(Collected data entries)
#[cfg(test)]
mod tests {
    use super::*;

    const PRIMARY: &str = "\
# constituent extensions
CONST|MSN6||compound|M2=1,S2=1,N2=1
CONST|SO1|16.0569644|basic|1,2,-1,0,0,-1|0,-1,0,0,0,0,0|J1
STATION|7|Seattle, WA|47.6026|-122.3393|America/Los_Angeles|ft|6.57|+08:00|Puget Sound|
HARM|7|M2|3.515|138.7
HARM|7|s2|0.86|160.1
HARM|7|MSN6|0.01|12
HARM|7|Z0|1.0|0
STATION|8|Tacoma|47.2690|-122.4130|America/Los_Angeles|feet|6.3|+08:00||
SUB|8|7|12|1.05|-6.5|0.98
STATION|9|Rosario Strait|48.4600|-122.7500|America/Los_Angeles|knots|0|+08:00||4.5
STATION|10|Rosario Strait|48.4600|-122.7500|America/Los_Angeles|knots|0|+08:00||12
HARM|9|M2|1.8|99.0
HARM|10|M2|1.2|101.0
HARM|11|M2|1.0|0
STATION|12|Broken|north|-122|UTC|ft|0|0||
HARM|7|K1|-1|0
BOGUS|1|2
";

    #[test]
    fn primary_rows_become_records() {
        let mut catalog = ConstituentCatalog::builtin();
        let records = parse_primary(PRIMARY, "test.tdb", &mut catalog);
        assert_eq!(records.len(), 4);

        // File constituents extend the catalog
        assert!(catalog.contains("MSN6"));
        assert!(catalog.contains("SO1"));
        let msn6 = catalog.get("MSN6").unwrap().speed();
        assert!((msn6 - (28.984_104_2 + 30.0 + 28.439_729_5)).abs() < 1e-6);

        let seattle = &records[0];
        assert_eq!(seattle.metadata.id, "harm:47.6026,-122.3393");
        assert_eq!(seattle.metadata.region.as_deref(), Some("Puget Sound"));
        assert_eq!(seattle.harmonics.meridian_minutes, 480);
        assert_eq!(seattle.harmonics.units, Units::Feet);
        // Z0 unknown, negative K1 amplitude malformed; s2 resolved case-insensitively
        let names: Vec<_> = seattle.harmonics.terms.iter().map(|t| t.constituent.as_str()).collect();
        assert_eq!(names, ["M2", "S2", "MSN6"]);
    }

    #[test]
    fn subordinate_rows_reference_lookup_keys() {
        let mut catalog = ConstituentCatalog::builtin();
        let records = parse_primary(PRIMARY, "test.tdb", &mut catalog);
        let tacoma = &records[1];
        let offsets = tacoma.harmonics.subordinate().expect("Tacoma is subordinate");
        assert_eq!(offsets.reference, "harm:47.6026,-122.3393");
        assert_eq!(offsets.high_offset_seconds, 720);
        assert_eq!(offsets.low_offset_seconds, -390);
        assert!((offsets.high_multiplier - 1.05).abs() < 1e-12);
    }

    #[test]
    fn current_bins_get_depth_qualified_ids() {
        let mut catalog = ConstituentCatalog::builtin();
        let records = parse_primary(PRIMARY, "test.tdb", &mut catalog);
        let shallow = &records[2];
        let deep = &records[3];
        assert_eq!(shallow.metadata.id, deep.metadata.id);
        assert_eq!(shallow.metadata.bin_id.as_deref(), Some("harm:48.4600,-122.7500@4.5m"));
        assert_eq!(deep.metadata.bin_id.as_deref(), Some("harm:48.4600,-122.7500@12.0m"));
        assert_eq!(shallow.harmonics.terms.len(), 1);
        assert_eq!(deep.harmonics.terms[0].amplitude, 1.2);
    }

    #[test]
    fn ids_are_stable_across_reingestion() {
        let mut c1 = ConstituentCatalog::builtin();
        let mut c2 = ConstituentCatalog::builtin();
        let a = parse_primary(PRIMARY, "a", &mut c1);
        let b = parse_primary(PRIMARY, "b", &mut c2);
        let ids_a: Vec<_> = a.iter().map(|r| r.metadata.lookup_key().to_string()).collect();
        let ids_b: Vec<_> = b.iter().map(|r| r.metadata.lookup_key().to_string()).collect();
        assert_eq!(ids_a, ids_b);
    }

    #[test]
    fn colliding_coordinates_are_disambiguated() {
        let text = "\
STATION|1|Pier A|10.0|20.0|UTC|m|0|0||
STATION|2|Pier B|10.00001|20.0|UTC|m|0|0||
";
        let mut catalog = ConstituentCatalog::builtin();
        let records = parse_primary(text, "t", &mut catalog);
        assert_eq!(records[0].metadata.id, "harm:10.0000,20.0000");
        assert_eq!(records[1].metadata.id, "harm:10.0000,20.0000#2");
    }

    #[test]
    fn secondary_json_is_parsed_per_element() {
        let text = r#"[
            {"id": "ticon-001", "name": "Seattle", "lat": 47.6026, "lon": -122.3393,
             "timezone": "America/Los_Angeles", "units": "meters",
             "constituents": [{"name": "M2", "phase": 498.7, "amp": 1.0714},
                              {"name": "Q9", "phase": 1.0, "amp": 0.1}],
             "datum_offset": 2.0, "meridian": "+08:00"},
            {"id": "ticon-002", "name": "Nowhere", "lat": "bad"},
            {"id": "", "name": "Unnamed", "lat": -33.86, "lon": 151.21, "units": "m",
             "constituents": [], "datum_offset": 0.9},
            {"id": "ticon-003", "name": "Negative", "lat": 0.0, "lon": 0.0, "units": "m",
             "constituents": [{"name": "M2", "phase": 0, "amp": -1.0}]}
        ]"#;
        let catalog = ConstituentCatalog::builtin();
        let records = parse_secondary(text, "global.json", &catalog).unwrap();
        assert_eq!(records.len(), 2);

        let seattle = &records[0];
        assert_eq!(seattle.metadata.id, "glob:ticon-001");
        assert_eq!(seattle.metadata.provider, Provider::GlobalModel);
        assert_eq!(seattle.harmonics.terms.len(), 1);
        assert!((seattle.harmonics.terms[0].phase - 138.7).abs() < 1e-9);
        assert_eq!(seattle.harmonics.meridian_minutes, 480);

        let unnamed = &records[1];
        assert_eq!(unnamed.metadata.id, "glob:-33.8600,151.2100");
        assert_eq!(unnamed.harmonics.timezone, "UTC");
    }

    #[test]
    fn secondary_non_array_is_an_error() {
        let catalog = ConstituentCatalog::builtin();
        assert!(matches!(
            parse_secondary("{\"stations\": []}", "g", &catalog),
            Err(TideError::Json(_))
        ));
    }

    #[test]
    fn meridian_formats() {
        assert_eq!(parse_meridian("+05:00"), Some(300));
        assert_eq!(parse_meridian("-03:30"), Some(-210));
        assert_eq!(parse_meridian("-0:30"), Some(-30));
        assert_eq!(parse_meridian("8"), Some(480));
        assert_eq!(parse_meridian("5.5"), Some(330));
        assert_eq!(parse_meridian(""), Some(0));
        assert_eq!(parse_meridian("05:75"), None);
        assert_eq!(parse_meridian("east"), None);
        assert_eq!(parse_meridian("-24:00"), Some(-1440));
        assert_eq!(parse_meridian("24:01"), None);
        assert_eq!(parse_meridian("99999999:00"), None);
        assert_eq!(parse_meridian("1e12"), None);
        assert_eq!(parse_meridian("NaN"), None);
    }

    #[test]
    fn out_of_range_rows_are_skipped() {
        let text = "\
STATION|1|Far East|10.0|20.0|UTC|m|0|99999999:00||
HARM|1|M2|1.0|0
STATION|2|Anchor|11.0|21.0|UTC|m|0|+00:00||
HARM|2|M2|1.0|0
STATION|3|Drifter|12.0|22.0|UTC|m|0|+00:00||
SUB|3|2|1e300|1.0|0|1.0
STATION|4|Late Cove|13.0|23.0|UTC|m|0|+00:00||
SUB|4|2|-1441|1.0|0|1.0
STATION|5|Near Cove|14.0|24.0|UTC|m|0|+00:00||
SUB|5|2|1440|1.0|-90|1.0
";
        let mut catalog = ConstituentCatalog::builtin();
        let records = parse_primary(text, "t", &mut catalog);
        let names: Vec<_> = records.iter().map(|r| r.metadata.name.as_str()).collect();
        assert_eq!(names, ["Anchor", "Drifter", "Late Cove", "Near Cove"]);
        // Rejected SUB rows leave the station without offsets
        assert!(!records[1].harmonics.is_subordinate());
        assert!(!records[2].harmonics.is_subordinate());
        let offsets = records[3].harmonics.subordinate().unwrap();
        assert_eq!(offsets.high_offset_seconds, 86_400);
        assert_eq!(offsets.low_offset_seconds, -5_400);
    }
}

* Work task *
Gather each line of the records holding the string "offsets".

* Output *
        let offsets = tacoma.harmonics.subordinate().expect("Tacoma is subordinate");
        assert_eq!(offsets.reference, "harm:47.6026,-122.3393");
        assert_eq!(offsets.high_offset_seconds, 720);
        assert_eq!(offsets.low_offset_seconds, -390);
        assert!((offsets.high_multiplier - 1.05).abs() < 1e-12);
        // Rejected SUB rows leave the station without offsets
        let offsets = records[3].harmonics.subordinate().unwrap();
        assert_eq!(offsets.high_offset_seconds, 86_400);
        assert_eq!(offsets.low_offset_seconds, -5_400);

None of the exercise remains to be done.